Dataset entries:
=== Begin Enclosure ===
//! Editing a feed's object tree.

use std::fmt;

use chrono::Utc;
use cxo_crypto::{PubKey, SecretKey};
use cxo_registry::codec::{decode_values, encode_values};
use cxo_registry::{Batch, Dynamic, Object, RegistryError, Sealer, Value};
use cxo_types::Hash;
use tracing::debug;

use crate::container::Container;
use crate::error::{ObjectError, ObjectResult};
use crate::root::Root;

/// A working view over a Root's object graph.
///
/// The top level of a tree is an ordered list of [`Dynamic`] references.
/// Objects are decoded on first access and edits are tracked per handle,
/// so [`save`](Pack::save) re-encodes only what changed. A Pack opened
/// without the feed's secret key is view-only.
pub struct Pack {
    container: Container,
    pub_key: PubKey,
    secret: Option<SecretKey>,
    root: Option<Root>,
    items: Vec<Dynamic>,
}

impl Container {
    /// A Pack over the newest Root of the feed owned by `secret`, or an
    /// empty one for a new feed. The feed is tracked if it was not already.
    pub fn create_pack(&self, secret: &SecretKey) -> ObjectResult<Pack> {
        let pub_key = secret.pub_key();
        self.add_feed(pub_key)?;
        match self.last_root(&pub_key) {
            Some(root) => self.unpack(&root, Some(secret)),
            None => Ok(Pack {
                container: self.clone(),
                pub_key,
                secret: Some(secret.clone()),
                root: None,
                items: Vec::new(),
            }),
        }
    }

    /// Open a Pack over `root`. Without `secret` the Pack is view-only.
    pub fn unpack(&self, root: &Root, secret: Option<&SecretKey>) -> ObjectResult<Pack> {
        if let Some(sk) = secret {
            if sk.pub_key() != root.pub_key {
                return Err(ObjectError::WrongKey(root.pub_key));
            }
        }
        let bytes = self
            .get(&root.hash)?
            .ok_or(RegistryError::Missing(root.hash))?;
        let items = decode_values(&bytes)
            .map_err(|_| ObjectError::MalformedRoot(root.hash))?
            .into_iter()
            .map(|value| match value {
                Value::Dynamic(d) => Ok(d),
                _ => Err(ObjectError::MalformedRoot(root.hash)),
            })
            .collect::<ObjectResult<Vec<_>>>()?;

        Ok(Pack {
            container: self.clone(),
            pub_key: root.pub_key,
            secret: secret.cloned(),
            root: Some(root.clone()),
            items,
        })
    }
}

impl Pack {
    pub fn pub_key(&self) -> &PubKey {
        &self.pub_key
    }

    /// The Root this Pack was opened from or last saved.
    pub fn root(&self) -> Option<&Root> {
        self.root.as_ref()
    }

    pub fn is_view_only(&self) -> bool {
        self.secret.is_none()
    }

    pub fn len(&self) -> usize {
        self.items.len()
    }

    pub fn is_empty(&self) -> bool {
        self.items.is_empty()
    }

    /// Top-level handles, in order.
    pub fn items(&self) -> &[Dynamic] {
        &self.items
    }

    fn writable(&self) -> ObjectResult<()> {
        if self.is_view_only() {
            return Err(ObjectError::ViewOnly);
        }
        Ok(())
    }

    fn check_index(&self, index: usize) -> ObjectResult<()> {
        if index >= self.items.len() {
            return Err(RegistryError::OutOfRange {
                index,
                len: self.items.len(),
            }
            .into());
        }
        Ok(())
    }

    /// The object at `index`, loading it if needed. `None` for a blank
    /// handle.
    pub fn get(&mut self, index: usize) -> ObjectResult<Option<&Object>> {
        self.check_index(index)?;
        Ok(self.items[index].load(&self.container)?)
    }

    /// The object at `index` for editing. Its new content is encoded by the
    /// next save.
    pub fn get_mut(&mut self, index: usize) -> ObjectResult<Option<&mut Object>> {
        self.writable()?;
        self.check_index(index)?;
        Ok(self.items[index].load_mut(&self.container)?)
    }

    pub fn append(&mut self, object: Object) -> ObjectResult<()> {
        self.writable()?;
        self.items.push(Dynamic::new(object));
        Ok(())
    }

    pub fn set_ref_by_index(&mut self, index: usize, object: Object) -> ObjectResult<()> {
        self.writable()?;
        self.check_index(index)?;
        self.items[index].set(object);
        Ok(())
    }

    /// Replace the whole top-level list.
    pub fn replace(&mut self, items: Vec<Dynamic>) -> ObjectResult<()> {
        self.writable()?;
        self.items = items;
        Ok(())
    }

    pub fn remove(&mut self, index: usize) -> ObjectResult<Dynamic> {
        self.writable()?;
        self.check_index(index)?;
        Ok(self.items.remove(index))
    }

    /// Encode what changed, sign the new top and commit it as the next Root
    /// of the feed.
    ///
    /// Old Roots keep their references until they are pruned, so objects
    /// dropped from the tree are reclaimed by the prune, not by the save.
    pub fn save(&mut self) -> ObjectResult<Root> {
        let secret = self.secret.as_ref().ok_or(ObjectError::ViewOnly)?;

        let mut batch = Batch::new();
        {
            let mut sealer = Sealer::new(
                self.container.registry(),
                self.container.config().refs_degree,
                &mut batch,
            );
            for item in &mut self.items {
                item.seal(&mut sealer)?;
            }
        }
        let sealed = batch.len();

        let values: Vec<Value> = self
            .items
            .iter()
            .map(|d| Value::Dynamic(Dynamic::from_parts(d.schema(), d.hash())))
            .collect();
        let top = encode_values(&values)?;
        let hash = Hash::sum(&top);
        batch.insert(hash, top);

        let (seq, prev) = match self.container.last_root(&self.pub_key) {
            Some(last) => (last.seq + 1, last.digest()),
            None => (0, Hash::blank()),
        };
        let time = Utc::now().timestamp_nanos_opt().unwrap_or_default();
        let root = Root::sign(secret, seq, time, prev, hash);

        self.container.commit(&root, &batch)?;
        debug!(root = %root, sealed, "pack saved");
        self.root = Some(root.clone());
        Ok(root)
    }
}

impl fmt::Debug for Pack {
    fn fmt(&self, f: &mut fmt::Formatter<'_>) -> fmt::Result {
        f.debug_struct("Pack")
            .field("feed", &self.pub_key.short_hex())
            .field("root", &self.root.as_ref().map(Root::short))
            .field("items", &self.items.len())
            .field("view_only", &self.is_view_only())
            .finish()
    }
}
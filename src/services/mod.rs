//! Services layer: AI gateway and the brain orchestration built on it

pub mod brain;
pub mod llm;

pub use brain::{AskResult, BrainService, CaptureRequest, PublicAnswer, PublicSource};
pub use llm::{AiGateway, CitedItem, CompletionTransport, ProviderKind, QueryAnswer, RetryPolicy};
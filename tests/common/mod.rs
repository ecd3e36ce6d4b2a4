//! Common test utilities and helpers
#![allow(dead_code)]

use axum::Router;
use second_brain::services::llm::{LlmHttpConfig, ProviderConfig, ProviderKind};
use second_brain::{
    AiGateway, ApiServer, AppState, BrainService, ConnectionMode, KnowledgeStore, LibsqlStore,
    RetryPolicy,
};
use secrecy::SecretString;
use std::sync::Arc;
use std::time::Duration;
use tempfile::TempDir;

pub const PUBLIC_BASE_URL: &str = "https://brain.test";

/// Create a schema-initialized LibSQL store in a temp directory
///
/// libSQL's `:memory:` databases are per connection, and the store opens a
/// connection per operation, so tests use a file. Keep the `TempDir` alive
/// for the duration of the test.
pub async fn create_test_store() -> (LibsqlStore, TempDir) {
    let dir = tempfile::tempdir().expect("Failed to create temp dir");
    let path = dir.path().join("brain.db");
    let store = LibsqlStore::open_initialized(ConnectionMode::Local(
        path.to_string_lossy().into_owned(),
    ))
    .await
    .expect("Failed to create test store");
    (store, dir)
}

/// Gemini gateway pointed at a mock server, with millisecond backoff
pub fn mock_gateway(endpoint: &str, max_retries: u32) -> AiGateway {
    let mut config = ProviderConfig::for_provider(
        ProviderKind::Gemini,
        Some(SecretString::new("test-key".into())),
    );
    config.endpoint = endpoint.to_string();

    AiGateway::for_provider(
        ProviderKind::Gemini,
        config,
        LlmHttpConfig::default(),
        RetryPolicy::new(max_retries, Duration::from_millis(1)),
    )
}

/// Gateway without an API key; every model call fails before the network
pub fn unconfigured_gateway() -> AiGateway {
    let mut config = ProviderConfig::for_provider(ProviderKind::Gemini, None);
    config.endpoint = "http://127.0.0.1:9".to_string();

    AiGateway::for_provider(
        ProviderKind::Gemini,
        config,
        LlmHttpConfig::default(),
        RetryPolicy::new(0, Duration::from_millis(1)),
    )
}

/// Full router over a fresh store
pub async fn test_app(gateway: AiGateway) -> (Router, Arc<LibsqlStore>, TempDir) {
    let (store, dir) = create_test_store().await;
    let store = Arc::new(store);
    let brain = BrainService::new(
        store.clone() as Arc<dyn KnowledgeStore>,
        gateway,
        PUBLIC_BASE_URL,
    );
    let router = ApiServer::build_router(AppState::new(brain));
    (router, store, dir)
}

/// Gemini `generateContent` reply body carrying `text`
pub fn gemini_reply(text: &str) -> serde_json::Value {
    serde_json::json!({
        "candidates": [{"content": {"parts": [{"text": text}], "role": "model"}}]
    })
}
=== End Enclosure ===
ACTIVITY:
Go line by line through the records above and copy each one containing "references".

SOLUTION TO THE PROBLEM:
/// The top level of a tree is an ordered list of [`Dynamic`] references.
    /// Old Roots keep their references until they are pruned, so objects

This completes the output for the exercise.